Barrett also dismisses complaints about his schools’ academic successes.
No Ohio White Hat school earned higher than the equivalent of a C on the state report cards. Most are in academic watch or emergency.
Barrett says that’s because White Hat has taken on a big challenge: his schools, like many other charters, target students who are failing in traditional schools. He says that means many of their sixth grade students come into their schools already several years behind grade level, “but when you are testing on the state test, that sixth grader is required to take the same test as everybody else. Of course we’re going to do bad.”
White Hat’s Life Skills schools are designed for students have dropped out of school entirely.
Students like 19-year-old Dante Mills work individually at computers. A tutor in the room provides support, but there’s no black board and no joint curriculum.

Ida Lieszkovszky / StateImpact: Ohio
Nineteen-year old Dante Mills hopes to graduate from LifeSkills Akron this winter.
Mills sits at a computer with rap blaring into his ear buds. He’s reading about bio-science. When he’s done with the section, he takes a quiz online. If he passes, he can move on to the next question, and if he has any questions he can consult his teacher.
Mills hopes to graduate this winter.
His sister also went to Life Skills Akron. The school’s director, John Stack, says she failed math on the Ohio Graduation Test 13 times before transferring here. She failed again, but after one-on-one tutoring, she passed and graduated last year.
But lawyer April Hart says White Hat’s problem isn’t tough students.

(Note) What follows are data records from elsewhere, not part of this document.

//! Shared harness for adapter integration tests
//!
//! Each test gets its own in-memory server, an adapter connected to it and
//! a private temp directory for transfer files.

#![allow(dead_code)]

use std::path::Path;

use tempfile::TempDir;
use webdav_adapter::config::Config;
use webdav_adapter::transfer::OpenFlags;
use webdav_adapter::transport::memory::MemoryServer;
use webdav_adapter::DavAdapter;

pub const BASE: &str = "owncloud://cloud.test/dav";

pub struct TestContext {
    pub server: MemoryServer,
    pub dav: DavAdapter,
    pub temp_dir: TempDir,
}

impl TestContext {
    /// Fresh server holding only `/dav`
    pub fn new() -> Self {
        let server = MemoryServer::new();
        server.add_collection("/dav");

        let temp_dir = tempfile::tempdir().expect("Failed to create temp dir");
        let mut config = Config::default();
        config.transfer.temp_dir = Some(temp_dir.path().to_path_buf());

        let dav = DavAdapter::new(config, Box::new(server.clone()))
            .expect("Failed to create adapter");

        Self {
            server,
            dav,
            temp_dir,
        }
    }

    /// Full URI of a path below the base collection
    pub fn uri(&self, path: &str) -> String {
        format!("{}/{}", BASE, path.trim_start_matches('/'))
    }

    /// Write `content` through open/write/close
    pub fn write_file(&mut self, path: &str, content: &[u8]) -> webdav_adapter::Result<()> {
        let uri = self.uri(path);
        let mut handle = self
            .dav
            .open(&uri, OpenFlags::WRITE_ONLY | OpenFlags::CREATE | OpenFlags::TRUNCATE)?;
        let mut written = 0;
        while written < content.len() {
            written += self.dav.write(&mut handle, &content[written..])?;
        }
        self.dav.close(handle)
    }

    /// Read a whole file through open/read/close
    pub fn read_file(&mut self, path: &str) -> webdav_adapter::Result<Vec<u8>> {
        let uri = self.uri(path);
        let mut handle = self.dav.open(&uri, OpenFlags::READ_ONLY)?;
        let mut content = Vec::new();
        let mut buf = [0u8; 1024];
        loop {
            let n = self.dav.read(&mut handle, &mut buf)?;
            if n == 0 {
                break;
            }
            content.extend_from_slice(&buf[..n]);
        }
        self.dav.close(handle)?;
        Ok(content)
    }

    /// Names in listing order
    pub fn list(&mut self, path: &str) -> webdav_adapter::Result<Vec<String>> {
        let uri = self.uri(path);
        let mut dir = self.dav.opendir(&uri)?;
        let mut names = Vec::new();
        while let Some(entry) = self.dav.readdir(&mut dir) {
            names.push(entry.name);
        }
        self.dav.closedir(dir)?;
        Ok(names)
    }
}

/// Assert that no transfer temp file is left behind
pub fn assert_no_temp_files(dir: &Path) {
    let leftovers: Vec<_> = std::fs::read_dir(dir)
        .expect("Failed to read temp dir")
        .filter_map(|e| e.ok())
        .map(|e| e.file_name())
        .collect();
    assert!(
        leftovers.is_empty(),
        "Expected no temp files in {:?}, found {:?}",
        dir,
        leftovers
    );
}

/// Deterministic pseudo-random content
pub fn pattern_bytes(len: usize) -> Vec<u8> {
    (0..len).map(|i| (i * 31 % 251) as u8).collect()
}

She argues it’s a teaching method that relies on computer instruction – a model she says is good for profits but not students.
“If you don’t care at the end of the day what’s going on in the school as long as your enrollment numbers are up, you’re going to have a problem in a for-profit situation,” says Hart.
Hart blames the state for not overseeing these schools closely enough.
“The Ohio Department of Education and the state of Ohio has to put more accountability in place for the operator,” she says. “If they’re going to make money, that is fine. But they have to deliver a product.”
But proponents of the for-profit school operators say the law of the market place argues they are doing a good job. If they weren’t, customers would go elsewhere and they would be out of business.